> _What the task asks_
Range to reproduce from the entries below: the line with "element: fn() ->", the line with "(self.element)()", and every line in between. Give them exactly and give nothing else.
BEGIN Records
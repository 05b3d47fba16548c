use crate::Reflect;
use crate::info::{Type, TypeInfo, TypePath};
use crate::ops::{ReflectList, ReflectMap, ReflectOptional, ReflectShared, SlotError};

// -----------------------------------------------------------------------------
// ListInfo

/// Information for a growable sequence type.
///
/// `make` is the default destination factory; the registry's
/// [`TypeTraitFactory`](crate::registry::TypeTraitFactory) can override it
/// per type.
pub struct ListInfo {
    ty: Type,
    element: fn() -> &'static TypeInfo,
    make: fn() -> Box<dyn Reflect>,
}

impl ListInfo {
    /// Creates a new [`ListInfo`] for list type `T` with element type `E`.
    pub fn new<T: ReflectList + TypePath, E: crate::info::Typed>(
        make: fn() -> Box<dyn Reflect>,
    ) -> Self {
        Self {
            ty: Type::of::<T>(),
            element: E::type_info,
            make,
        }
    }

    /// Returns the [`Type`] identity.
    #[inline]
    pub const fn ty(&self) -> &Type {
        &self.ty
    }

    /// Returns the declared element type.
    #[inline]
    pub fn element(&self) -> &'static TypeInfo {
        (self.element)()
    }

    /// Builds an empty destination collection.
    #[inline]
    pub fn make(&self) -> Box<dyn Reflect> {
        (self.make)()
    }
}

// -----------------------------------------------------------------------------
// MapInfo

/// Information for a keyed collection type.
///
/// Keys must be leaf types carrying a key codec; the engine checks this when
/// the map is first used.
pub struct MapInfo {
    ty: Type,
    key: fn() -> &'static TypeInfo,
    value: fn() -> &'static TypeInfo,
    make: fn() -> Box<dyn Reflect>,
}

impl MapInfo {
    /// Creates a new [`MapInfo`] for map type `T` with entry types `K`/`V`.
    pub fn new<T, K, V>(make: fn() -> Box<dyn Reflect>) -> Self
    where
        T: ReflectMap + TypePath,
        K: crate::info::Typed,
        V: crate::info::Typed,
    {
        Self {
            ty: Type::of::<T>(),
            key: K::type_info,
            value: V::type_info,
            make,
        }
    }

    /// Returns the [`Type`] identity.
    #[inline]
    pub const fn ty(&self) -> &Type {
        &self.ty
    }

    /// Returns the declared key type.
    #[inline]
    pub fn key(&self) -> &'static TypeInfo {
        (self.key)()
    }

    /// Returns the declared value type.
    #[inline]
    pub fn value(&self) -> &'static TypeInfo {
        (self.value)()
    }

    /// Builds an empty destination map.
    #[inline]
    pub fn make(&self) -> Box<dyn Reflect> {
        (self.make)()
    }
}

// -----------------------------------------------------------------------------
// OptionalInfo

/// Information for an optional type.
pub struct OptionalInfo {
    ty: Type,
    inner: fn() -> &'static TypeInfo,
    make_none: fn() -> Box<dyn Reflect>,
    wrap: fn(Box<dyn Reflect>) -> Result<Box<dyn Reflect>, SlotError>,
}

impl OptionalInfo {
    /// Creates a new [`OptionalInfo`] for optional type `T` with inner
    /// type `I`.
    pub fn new<T: ReflectOptional + TypePath, I: crate::info::Typed>(
        make_none: fn() -> Box<dyn Reflect>,
        wrap: fn(Box<dyn Reflect>) -> Result<Box<dyn Reflect>, SlotError>,
    ) -> Self {
        Self {
            ty: Type::of::<T>(),
            inner: I::type_info,
            make_none,
            wrap,
        }
    }

    /// Returns the [`Type`] identity.
    #[inline]
    pub const fn ty(&self) -> &Type {
        &self.ty
    }

    /// Returns the inner type.
    #[inline]
    pub fn inner(&self) -> &'static TypeInfo {
        (self.inner)()
    }

    /// Builds the empty value.
    #[inline]
    pub fn make_none(&self) -> Box<dyn Reflect> {
        (self.make_none)()
    }

    /// Wraps an inner value into the present variant.
    #[inline]
    pub fn wrap(&self, inner: Box<dyn Reflect>) -> Result<Box<dyn Reflect>, SlotError> {
        (self.wrap)(inner)
    }

    /// The wrap function itself, for deferred-reference bookkeeping.
    #[inline]
    pub fn wrap_fn(&self) -> fn(Box<dyn Reflect>) -> Result<Box<dyn Reflect>, SlotError> {
        self.wrap
    }
}

// -----------------------------------------------------------------------------
// SharedInfo

/// Information for a [`Shared`](crate::Shared) identity handle type.
pub struct SharedInfo {
    ty: Type,
    inner: fn() -> &'static TypeInfo,
    wrap: fn(Box<dyn Reflect>) -> Result<Box<dyn Reflect>, SlotError>,
}

impl SharedInfo {
    /// Creates a new [`SharedInfo`] for handle type `T` with inner type `I`.
    pub fn new<T: ReflectShared + TypePath, I: crate::info::Typed>(
        wrap: fn(Box<dyn Reflect>) -> Result<Box<dyn Reflect>, SlotError>,
    ) -> Self {
        Self {
            ty: Type::of::<T>(),
            inner: I::type_info,
            wrap,
        }
    }

    /// Returns the [`Type`] identity.
    #[inline]
    pub const fn ty(&self) -> &Type {
        &self.ty
    }

    /// Returns the inner type.
    #[inline]
    pub fn inner(&self) -> &'static TypeInfo {
        (self.inner)()
    }

    /// Wraps a freshly built inner value into a new handle.
    #[inline]
    pub fn wrap(&self, inner: Box<dyn Reflect>) -> Result<Box<dyn Reflect>, SlotError> {
        (self.wrap)(inner)
    }
}

// -----------------------------------------------------------------------------
// DynamicInfo

/// Information for the [`DynValue`](crate::DynValue) slot type.
///
/// The slot itself is typeless; the concrete type of its payload travels in
/// the document's discriminator.
pub struct DynamicInfo {
    ty: Type,
    wrap: fn(Box<dyn Reflect>) -> Box<dyn Reflect>,
}

impl DynamicInfo {
    /// Creates a new [`DynamicInfo`] for slot type `T`.
    pub fn new<T: Reflect + TypePath>(wrap: fn(Box<dyn Reflect>) -> Box<dyn Reflect>) -> Self {
        Self {
            ty: Type::of::<T>(),
            wrap,
        }
    }

    /// Returns the [`Type`] identity.
    #[inline]
    pub const fn ty(&self) -> &Type {
        &self.ty
    }

    /// Wraps a concrete payload into the slot type.
    #[inline]
    pub fn wrap(&self, inner: Box<dyn Reflect>) -> Box<dyn Reflect> {
        (self.wrap)(inner)
    }
}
END Records
> _Written response_
    element: fn() -> &'static TypeInfo,
    make: fn() -> Box<dyn Reflect>,
}

impl ListInfo {
    /// Creates a new [`ListInfo`] for list type `T` with element type `E`.
    pub fn new<T: ReflectList + TypePath, E: crate::info::Typed>(
        make: fn() -> Box<dyn Reflect>,
    ) -> Self {
        Self {
            ty: Type::of::<T>(),
            element: E::type_info,
            make,
        }
    }

    /// Returns the [`Type`] identity.
    #[inline]
    pub const fn ty(&self) -> &Type {
        &self.ty
    }

    /// Returns the declared element type.
    #[inline]
    pub fn element(&self) -> &'static TypeInfo {
        (self.element)()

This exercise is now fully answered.